**Assignment:**
Repeat the whole of the data, keeping every detail the same.

Collected data entries

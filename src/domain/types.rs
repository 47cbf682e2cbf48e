//! Core identifier types for domain entities.
//!
//! These newtype wrappers provide type safety for entity identifiers,
//! preventing accidental mixing of different ID types.

use serde::{Deserialize, Serialize};
use std::fmt;

/// Unique identifier for a mail account.
///
/// Derived from the stem of the account's credential record file.
#[derive(Debug, Clone, PartialEq, Eq, Hash, Serialize, Deserialize)]
pub struct AccountId(pub String);

impl fmt::Display for AccountId {
    fn fmt(&self, f: &mut fmt::Formatter<'_>) -> fmt::Result {
        write!(f, "{}", self.0)
    }
}

impl From<String> for AccountId {
    fn from(s: String) -> Self {
        Self(s)
    }
}

impl From<&str> for AccountId {
    fn from(s: &str) -> Self {
        Self(s.to_owned())
    }
}

/// Identifier for a message within one account's mailbox.
///
/// Assigned by the mail service; only meaningful for the account it was
/// listed from. Not globally unique across accounts.
#[derive(Debug, Clone, PartialEq, Eq, Hash, Serialize, Deserialize)]
pub struct MessageId(pub String);

impl fmt::Display for MessageId {
    fn fmt(&self, f: &mut fmt::Formatter<'_>) -> fmt::Result {
        write!(f, "{}", self.0)
    }
}

impl From<String> for MessageId {
    fn from(s: String) -> Self {
        Self(s)
    }
}

impl From<&str> for MessageId {
    fn from(s: &str) -> Self {
        Self(s.to_owned())
    }
}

**Solution to this task:**
filename src/domain/types.rs
repository 47cbf682e2cbf48e
//! Core identifier types for domain entities.
//!
//! These newtype wrappers provide type safety for entity identifiers,
//! preventing accidental mixing of different ID types.

use serde::{Deserialize, Serialize};
use std::fmt;

/// Unique identifier for a mail account.
///
/// Derived from the stem of the account's credential record file.
#[derive(Debug, Clone, PartialEq, Eq, Hash, Serialize, Deserialize)]
pub struct AccountId(pub String);

impl fmt::Display for AccountId {
    fn fmt(&self, f: &mut fmt::Formatter<'_>) -> fmt::Result {
        write!(f, "{}", self.0)
    }
}

impl From<String> for AccountId {
    fn from(s: String) -> Self {
        Self(s)
    }
}

impl From<&str> for AccountId {
    fn from(s: &str) -> Self {
        Self(s.to_owned())
    }
}

/// Identifier for a message within one account's mailbox.
///
/// Assigned by the mail service; only meaningful for the account it was
/// listed from. Not globally unique across accounts.
#[derive(Debug, Clone, PartialEq, Eq, Hash, Serialize, Deserialize)]
pub struct MessageId(pub String);

impl fmt::Display for MessageId {
    fn fmt(&self, f: &mut fmt::Formatter<'_>) -> fmt::Result {
        write!(f, "{}", self.0)
    }
}

impl From<String> for MessageId {
    fn from(s: String) -> Self {
        Self(s)
    }
}

impl From<&str> for MessageId {
    fn from(s: &str) -> Self {
        Self(s.to_owned())
    }
}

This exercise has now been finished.